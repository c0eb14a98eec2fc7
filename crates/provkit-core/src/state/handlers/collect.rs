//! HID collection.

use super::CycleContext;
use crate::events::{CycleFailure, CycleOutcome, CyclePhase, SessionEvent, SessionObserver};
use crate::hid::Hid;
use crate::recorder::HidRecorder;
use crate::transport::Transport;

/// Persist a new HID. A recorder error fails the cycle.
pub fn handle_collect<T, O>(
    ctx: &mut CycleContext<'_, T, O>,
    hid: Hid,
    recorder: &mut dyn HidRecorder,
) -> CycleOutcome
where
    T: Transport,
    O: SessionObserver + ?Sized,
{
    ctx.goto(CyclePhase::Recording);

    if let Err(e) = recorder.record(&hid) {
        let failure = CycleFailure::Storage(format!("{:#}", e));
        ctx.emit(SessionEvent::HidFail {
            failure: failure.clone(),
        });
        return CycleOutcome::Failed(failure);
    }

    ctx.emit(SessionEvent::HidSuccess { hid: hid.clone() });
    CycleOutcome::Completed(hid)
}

---

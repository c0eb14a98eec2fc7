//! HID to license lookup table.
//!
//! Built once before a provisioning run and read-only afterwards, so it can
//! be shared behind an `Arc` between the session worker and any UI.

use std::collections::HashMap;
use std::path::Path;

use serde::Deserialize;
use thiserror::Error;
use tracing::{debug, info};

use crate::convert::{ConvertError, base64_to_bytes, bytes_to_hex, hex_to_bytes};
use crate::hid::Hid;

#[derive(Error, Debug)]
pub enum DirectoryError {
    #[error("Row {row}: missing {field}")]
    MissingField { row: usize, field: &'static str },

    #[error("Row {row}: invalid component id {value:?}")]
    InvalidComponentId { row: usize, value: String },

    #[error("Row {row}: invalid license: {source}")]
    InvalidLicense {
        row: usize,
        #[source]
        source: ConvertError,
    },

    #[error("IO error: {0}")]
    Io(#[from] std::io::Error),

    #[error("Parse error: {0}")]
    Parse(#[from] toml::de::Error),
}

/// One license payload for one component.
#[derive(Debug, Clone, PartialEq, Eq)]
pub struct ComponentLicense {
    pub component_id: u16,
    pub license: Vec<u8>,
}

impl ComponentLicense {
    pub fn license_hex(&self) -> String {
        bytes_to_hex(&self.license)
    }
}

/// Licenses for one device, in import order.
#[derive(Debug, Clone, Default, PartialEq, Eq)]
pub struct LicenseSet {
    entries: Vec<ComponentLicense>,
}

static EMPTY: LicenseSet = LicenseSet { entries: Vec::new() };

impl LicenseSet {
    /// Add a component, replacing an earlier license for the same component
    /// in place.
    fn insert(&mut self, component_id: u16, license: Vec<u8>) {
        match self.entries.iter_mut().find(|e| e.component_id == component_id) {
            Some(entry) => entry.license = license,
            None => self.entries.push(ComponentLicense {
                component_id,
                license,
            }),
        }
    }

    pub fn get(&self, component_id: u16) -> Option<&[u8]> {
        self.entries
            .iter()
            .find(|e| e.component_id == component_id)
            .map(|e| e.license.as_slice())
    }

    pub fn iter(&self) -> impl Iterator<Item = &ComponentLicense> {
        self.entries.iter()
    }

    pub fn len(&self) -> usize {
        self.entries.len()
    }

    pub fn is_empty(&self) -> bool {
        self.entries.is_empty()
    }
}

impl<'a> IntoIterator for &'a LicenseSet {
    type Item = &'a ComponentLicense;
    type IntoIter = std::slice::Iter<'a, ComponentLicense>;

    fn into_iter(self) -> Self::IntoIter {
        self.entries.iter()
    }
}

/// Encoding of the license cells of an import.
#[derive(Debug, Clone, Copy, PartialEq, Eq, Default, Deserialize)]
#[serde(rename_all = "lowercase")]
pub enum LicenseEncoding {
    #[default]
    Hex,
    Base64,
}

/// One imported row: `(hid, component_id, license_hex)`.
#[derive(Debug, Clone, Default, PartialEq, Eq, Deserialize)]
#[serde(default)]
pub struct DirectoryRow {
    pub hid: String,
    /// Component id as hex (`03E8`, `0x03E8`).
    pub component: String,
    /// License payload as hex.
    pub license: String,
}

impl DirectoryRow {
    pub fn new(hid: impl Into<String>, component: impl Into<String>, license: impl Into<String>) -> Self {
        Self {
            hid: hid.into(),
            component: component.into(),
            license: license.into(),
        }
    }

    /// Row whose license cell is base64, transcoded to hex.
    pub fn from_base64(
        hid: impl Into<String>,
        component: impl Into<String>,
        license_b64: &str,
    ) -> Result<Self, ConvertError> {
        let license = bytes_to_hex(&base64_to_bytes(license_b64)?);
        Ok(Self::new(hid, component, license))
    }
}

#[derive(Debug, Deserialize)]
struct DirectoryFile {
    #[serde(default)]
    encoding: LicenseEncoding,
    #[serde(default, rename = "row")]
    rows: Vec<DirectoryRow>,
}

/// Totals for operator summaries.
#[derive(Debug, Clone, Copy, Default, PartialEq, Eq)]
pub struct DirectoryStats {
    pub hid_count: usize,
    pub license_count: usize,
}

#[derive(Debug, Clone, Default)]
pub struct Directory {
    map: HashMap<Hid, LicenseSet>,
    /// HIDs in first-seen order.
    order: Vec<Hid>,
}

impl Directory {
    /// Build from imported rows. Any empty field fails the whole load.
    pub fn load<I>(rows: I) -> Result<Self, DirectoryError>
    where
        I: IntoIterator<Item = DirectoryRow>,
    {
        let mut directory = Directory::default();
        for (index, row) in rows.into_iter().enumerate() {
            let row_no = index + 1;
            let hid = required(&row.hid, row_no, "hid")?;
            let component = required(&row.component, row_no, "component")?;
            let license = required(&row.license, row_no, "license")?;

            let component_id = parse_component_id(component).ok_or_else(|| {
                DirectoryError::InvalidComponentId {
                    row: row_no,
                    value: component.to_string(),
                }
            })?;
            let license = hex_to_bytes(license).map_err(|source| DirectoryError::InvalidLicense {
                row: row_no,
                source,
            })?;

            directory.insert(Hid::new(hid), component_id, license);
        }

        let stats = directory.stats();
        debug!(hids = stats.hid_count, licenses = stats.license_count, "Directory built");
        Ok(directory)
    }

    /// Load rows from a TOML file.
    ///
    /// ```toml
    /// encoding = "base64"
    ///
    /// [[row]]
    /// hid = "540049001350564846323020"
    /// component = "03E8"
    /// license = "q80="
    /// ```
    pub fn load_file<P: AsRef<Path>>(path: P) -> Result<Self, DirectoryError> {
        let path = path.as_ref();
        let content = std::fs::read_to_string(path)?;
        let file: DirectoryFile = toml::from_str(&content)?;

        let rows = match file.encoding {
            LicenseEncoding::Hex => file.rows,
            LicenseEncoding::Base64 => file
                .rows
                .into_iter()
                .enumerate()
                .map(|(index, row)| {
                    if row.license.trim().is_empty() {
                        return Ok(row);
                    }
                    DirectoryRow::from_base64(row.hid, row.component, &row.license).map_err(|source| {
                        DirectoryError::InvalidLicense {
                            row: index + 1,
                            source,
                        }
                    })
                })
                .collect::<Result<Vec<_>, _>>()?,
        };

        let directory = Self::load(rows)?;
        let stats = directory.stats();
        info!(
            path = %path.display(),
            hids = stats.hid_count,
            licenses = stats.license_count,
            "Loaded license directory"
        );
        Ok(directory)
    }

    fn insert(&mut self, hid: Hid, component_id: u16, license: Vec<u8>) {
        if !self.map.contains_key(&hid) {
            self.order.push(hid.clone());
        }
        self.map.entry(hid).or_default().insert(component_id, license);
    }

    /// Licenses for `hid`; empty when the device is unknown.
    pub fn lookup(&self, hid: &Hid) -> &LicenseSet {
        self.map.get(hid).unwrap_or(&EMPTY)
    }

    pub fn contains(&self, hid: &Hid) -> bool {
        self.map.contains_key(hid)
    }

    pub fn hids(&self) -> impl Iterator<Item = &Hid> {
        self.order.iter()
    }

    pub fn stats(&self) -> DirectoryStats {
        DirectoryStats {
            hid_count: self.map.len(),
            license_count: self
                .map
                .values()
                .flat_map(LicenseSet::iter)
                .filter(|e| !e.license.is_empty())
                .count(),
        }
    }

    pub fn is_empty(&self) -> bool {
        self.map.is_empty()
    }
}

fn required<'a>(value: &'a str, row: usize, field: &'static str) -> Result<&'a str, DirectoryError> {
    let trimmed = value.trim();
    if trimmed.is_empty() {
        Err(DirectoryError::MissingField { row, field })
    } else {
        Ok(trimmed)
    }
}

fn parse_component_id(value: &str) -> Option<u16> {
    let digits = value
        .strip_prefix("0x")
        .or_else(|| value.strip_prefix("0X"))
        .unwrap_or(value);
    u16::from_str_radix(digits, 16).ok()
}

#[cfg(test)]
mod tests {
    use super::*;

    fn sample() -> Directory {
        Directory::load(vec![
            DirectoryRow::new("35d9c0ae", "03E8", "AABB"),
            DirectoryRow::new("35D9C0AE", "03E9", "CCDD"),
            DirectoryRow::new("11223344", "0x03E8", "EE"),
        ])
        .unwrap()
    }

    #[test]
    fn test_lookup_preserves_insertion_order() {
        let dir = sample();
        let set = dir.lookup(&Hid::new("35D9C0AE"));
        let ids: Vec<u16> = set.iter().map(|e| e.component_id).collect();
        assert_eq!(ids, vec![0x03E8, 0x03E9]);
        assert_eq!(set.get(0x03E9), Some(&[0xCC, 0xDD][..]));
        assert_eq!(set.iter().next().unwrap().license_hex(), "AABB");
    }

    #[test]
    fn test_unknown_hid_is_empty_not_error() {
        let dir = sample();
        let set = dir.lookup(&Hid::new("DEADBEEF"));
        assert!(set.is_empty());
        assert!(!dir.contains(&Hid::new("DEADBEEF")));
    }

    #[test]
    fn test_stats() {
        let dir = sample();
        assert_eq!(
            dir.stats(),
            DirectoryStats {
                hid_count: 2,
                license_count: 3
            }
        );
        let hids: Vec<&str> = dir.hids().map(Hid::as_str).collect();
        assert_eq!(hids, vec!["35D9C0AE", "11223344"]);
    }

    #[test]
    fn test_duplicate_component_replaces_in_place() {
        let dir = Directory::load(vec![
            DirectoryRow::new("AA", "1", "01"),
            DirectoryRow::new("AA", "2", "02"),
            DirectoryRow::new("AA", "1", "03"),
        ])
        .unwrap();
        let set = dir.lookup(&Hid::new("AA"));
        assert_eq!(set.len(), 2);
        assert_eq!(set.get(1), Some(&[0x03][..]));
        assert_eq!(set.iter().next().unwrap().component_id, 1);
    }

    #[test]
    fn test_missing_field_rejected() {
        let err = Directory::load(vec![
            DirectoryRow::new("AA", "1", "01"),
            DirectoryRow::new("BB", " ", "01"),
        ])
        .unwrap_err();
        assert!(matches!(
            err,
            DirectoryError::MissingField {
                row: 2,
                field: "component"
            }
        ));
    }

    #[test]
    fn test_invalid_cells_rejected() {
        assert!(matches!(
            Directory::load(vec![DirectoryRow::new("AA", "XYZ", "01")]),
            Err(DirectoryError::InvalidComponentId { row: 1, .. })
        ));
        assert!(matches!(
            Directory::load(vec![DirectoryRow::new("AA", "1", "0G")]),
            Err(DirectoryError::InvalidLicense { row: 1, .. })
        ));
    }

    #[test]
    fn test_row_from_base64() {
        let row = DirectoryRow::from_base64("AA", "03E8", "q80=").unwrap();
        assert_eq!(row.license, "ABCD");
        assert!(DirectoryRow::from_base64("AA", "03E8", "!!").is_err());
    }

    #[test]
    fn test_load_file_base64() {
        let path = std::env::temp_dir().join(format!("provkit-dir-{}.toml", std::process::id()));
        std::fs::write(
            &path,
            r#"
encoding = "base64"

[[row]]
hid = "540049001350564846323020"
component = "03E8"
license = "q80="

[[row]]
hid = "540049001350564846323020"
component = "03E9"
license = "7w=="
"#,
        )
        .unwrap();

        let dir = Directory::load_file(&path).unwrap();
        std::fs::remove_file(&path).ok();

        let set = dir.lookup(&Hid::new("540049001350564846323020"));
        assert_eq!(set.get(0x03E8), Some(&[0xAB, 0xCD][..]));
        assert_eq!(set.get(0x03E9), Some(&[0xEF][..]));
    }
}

• **Work to be completed**
In the data above, each line holding "CyclePhase" is to be found and copied.

• **Written solution**
use crate::events::{CycleFailure, CycleOutcome, CyclePhase, SessionEvent, SessionObserver};
    ctx.goto(CyclePhase::Recording);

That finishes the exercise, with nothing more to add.